Dataset excerpts:

§

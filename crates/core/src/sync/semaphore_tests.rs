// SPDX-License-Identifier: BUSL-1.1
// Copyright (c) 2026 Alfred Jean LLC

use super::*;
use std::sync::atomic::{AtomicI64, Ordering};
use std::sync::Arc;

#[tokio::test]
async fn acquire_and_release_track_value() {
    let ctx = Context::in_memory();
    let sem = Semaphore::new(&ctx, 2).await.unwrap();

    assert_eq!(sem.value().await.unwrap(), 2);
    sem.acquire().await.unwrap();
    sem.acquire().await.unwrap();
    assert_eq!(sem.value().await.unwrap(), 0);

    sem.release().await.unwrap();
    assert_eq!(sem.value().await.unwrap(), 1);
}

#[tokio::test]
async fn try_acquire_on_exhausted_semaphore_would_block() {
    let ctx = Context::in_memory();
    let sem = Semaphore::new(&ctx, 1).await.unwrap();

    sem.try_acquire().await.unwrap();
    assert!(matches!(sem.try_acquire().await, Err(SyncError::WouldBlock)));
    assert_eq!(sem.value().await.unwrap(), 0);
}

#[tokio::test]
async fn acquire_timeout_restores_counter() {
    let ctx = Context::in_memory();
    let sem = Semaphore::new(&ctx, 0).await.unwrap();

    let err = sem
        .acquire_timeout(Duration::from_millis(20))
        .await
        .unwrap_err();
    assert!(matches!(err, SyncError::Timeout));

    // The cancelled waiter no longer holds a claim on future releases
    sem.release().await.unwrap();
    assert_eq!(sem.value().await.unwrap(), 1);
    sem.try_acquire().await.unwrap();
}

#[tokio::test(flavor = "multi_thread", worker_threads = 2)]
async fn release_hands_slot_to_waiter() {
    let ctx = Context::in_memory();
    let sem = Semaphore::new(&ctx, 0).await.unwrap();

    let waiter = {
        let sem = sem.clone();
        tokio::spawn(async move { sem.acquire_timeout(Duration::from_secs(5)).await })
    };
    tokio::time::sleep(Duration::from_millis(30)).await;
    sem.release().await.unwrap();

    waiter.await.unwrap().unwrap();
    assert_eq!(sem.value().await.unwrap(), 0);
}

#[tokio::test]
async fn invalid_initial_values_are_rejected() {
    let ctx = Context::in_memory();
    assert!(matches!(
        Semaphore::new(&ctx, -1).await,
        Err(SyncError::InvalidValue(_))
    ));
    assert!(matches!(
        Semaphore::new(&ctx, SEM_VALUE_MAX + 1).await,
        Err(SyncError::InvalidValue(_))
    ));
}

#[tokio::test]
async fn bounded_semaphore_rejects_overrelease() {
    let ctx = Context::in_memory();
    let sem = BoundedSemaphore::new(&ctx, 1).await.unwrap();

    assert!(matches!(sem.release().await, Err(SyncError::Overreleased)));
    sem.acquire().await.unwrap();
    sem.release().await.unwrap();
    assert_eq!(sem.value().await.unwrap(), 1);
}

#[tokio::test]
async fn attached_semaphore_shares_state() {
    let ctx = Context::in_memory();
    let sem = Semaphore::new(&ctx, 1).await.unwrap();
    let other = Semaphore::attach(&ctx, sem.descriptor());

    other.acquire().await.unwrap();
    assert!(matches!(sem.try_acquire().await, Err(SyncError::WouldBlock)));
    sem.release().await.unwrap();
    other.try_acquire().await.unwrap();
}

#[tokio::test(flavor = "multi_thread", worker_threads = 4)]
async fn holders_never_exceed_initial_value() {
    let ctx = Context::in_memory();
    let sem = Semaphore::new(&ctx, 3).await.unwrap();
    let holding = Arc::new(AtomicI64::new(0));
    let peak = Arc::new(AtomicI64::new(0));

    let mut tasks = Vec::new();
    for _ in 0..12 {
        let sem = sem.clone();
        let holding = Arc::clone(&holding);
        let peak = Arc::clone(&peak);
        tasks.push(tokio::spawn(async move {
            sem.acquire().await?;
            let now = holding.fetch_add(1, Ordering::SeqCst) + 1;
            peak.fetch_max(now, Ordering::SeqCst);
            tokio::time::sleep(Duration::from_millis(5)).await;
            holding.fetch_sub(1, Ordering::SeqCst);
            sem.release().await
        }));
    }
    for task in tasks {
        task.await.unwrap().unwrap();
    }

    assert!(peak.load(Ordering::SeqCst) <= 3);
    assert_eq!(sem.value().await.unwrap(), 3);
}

§

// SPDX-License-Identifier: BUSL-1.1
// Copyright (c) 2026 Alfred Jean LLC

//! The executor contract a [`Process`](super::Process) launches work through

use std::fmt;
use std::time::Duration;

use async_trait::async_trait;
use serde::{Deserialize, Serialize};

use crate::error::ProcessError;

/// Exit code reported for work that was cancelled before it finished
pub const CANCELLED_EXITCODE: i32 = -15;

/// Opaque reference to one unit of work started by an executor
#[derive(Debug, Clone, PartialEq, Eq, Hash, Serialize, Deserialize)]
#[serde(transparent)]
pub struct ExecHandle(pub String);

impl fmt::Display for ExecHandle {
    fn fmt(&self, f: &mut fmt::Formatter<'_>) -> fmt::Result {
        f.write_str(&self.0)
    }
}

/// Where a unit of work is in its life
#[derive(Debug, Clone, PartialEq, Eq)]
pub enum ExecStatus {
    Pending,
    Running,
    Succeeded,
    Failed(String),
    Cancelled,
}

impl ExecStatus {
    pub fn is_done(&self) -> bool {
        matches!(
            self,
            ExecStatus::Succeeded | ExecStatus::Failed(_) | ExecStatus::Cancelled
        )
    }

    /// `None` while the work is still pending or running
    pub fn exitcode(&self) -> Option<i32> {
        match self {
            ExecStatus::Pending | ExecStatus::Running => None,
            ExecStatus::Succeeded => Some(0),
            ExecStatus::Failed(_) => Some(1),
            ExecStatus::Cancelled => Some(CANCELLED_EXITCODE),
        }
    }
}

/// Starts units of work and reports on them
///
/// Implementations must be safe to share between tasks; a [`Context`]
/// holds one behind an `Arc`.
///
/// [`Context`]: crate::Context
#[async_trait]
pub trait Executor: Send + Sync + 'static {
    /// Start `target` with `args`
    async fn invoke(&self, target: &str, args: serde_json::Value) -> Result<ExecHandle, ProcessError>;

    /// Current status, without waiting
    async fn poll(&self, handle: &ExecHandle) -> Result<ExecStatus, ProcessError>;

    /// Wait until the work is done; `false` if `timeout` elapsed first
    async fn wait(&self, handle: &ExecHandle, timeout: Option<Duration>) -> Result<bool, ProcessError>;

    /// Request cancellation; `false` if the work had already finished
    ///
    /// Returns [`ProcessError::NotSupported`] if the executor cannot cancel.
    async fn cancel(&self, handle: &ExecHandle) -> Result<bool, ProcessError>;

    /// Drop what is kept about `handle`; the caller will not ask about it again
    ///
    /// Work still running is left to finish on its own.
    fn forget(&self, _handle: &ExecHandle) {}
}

§

▶ **WHAT THE EXERCISE ASKS**: Which lines in the records above contain the string "tasks"? Copy each one.

▶ **RESPONSE**:
    let mut tasks = Vec::new();
        tasks.push(tokio::spawn(async move {
    for task in tasks {
/// Implementations must be safe to share between tasks; a [`Context`]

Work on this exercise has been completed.